* **SUPPLIED ENTRIES**:

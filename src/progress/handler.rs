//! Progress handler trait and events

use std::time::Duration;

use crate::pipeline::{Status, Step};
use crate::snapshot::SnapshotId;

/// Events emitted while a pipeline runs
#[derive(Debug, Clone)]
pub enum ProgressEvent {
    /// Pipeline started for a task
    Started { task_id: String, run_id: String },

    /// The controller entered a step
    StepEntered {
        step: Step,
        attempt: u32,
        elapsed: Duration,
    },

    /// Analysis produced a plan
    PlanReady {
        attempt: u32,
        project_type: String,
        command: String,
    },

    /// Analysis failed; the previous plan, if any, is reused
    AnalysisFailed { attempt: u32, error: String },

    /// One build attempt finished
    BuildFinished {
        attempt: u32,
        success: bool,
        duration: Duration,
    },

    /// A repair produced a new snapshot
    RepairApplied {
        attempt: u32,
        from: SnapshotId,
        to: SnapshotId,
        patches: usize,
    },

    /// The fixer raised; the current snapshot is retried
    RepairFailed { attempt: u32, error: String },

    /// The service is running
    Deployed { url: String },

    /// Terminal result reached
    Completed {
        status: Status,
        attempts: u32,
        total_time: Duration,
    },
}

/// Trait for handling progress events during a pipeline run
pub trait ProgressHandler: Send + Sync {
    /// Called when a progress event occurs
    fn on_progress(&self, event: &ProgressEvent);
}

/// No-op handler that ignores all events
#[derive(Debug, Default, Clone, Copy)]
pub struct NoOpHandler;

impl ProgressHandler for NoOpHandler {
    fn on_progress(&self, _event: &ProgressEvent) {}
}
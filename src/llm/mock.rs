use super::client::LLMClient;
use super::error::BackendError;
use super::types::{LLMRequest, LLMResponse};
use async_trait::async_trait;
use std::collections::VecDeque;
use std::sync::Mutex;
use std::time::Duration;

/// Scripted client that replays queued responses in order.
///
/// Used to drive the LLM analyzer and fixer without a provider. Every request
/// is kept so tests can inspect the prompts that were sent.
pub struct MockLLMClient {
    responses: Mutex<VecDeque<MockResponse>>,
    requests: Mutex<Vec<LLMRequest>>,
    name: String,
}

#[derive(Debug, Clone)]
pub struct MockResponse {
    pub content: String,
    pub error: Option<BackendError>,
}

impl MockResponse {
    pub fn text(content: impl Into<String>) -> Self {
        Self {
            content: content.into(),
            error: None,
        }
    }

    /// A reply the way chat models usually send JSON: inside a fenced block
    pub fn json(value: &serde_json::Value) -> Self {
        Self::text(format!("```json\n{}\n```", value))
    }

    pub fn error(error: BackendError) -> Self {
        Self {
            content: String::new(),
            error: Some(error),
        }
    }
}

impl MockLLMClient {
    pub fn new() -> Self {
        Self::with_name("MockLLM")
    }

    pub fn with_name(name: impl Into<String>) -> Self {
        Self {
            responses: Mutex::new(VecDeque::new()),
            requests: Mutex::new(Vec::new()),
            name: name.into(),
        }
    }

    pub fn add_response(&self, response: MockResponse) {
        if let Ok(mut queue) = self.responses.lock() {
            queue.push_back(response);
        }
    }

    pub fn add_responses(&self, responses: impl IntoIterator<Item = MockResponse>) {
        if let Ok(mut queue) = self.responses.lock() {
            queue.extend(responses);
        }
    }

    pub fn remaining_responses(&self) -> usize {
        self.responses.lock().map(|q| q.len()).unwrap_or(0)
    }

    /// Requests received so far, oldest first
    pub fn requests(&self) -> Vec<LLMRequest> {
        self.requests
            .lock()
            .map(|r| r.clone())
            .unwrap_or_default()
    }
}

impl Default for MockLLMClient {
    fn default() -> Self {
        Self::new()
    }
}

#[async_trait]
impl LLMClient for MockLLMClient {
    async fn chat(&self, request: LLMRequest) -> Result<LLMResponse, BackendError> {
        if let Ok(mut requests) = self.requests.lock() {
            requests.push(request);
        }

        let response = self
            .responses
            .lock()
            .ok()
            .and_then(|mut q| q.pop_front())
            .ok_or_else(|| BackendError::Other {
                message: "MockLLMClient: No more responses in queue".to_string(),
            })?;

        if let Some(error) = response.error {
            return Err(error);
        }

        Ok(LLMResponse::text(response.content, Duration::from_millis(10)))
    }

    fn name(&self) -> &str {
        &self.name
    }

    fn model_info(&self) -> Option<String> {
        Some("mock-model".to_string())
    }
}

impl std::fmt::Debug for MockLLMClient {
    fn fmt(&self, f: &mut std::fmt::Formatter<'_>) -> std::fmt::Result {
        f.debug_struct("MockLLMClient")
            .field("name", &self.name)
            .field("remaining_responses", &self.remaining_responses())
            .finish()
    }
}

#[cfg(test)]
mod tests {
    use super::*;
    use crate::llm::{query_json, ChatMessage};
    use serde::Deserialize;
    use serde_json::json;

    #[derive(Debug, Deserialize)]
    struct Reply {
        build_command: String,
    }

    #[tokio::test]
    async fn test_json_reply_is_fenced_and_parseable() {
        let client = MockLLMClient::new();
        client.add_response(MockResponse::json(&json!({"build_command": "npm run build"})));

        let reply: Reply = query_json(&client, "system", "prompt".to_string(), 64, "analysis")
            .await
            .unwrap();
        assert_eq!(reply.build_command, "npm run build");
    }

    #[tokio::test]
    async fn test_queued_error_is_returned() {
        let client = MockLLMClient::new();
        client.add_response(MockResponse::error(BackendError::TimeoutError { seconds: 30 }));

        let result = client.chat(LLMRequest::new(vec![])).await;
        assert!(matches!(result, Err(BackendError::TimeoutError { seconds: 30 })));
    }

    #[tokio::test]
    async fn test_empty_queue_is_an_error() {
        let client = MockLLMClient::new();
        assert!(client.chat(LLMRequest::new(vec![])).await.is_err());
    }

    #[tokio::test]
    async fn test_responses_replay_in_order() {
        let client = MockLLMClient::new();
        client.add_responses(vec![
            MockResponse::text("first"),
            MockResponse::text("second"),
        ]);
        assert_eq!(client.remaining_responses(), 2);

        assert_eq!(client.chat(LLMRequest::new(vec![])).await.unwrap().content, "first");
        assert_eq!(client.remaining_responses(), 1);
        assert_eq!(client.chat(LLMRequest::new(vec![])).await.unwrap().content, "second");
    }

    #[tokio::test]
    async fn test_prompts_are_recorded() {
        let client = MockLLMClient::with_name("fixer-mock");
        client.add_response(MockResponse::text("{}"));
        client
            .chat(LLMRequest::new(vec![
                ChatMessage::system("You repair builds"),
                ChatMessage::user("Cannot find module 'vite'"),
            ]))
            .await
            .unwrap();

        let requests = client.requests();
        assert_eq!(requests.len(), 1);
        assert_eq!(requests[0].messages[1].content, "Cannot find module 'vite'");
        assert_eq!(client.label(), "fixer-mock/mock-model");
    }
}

* **PROMPT**: In the material, find each line with the word "Cannot" and list it.

* **ANSWER BELOW**:
                ChatMessage::user("Cannot find module 'vite'"),
        assert_eq!(requests[0].messages[1].content, "Cannot find module 'vite'");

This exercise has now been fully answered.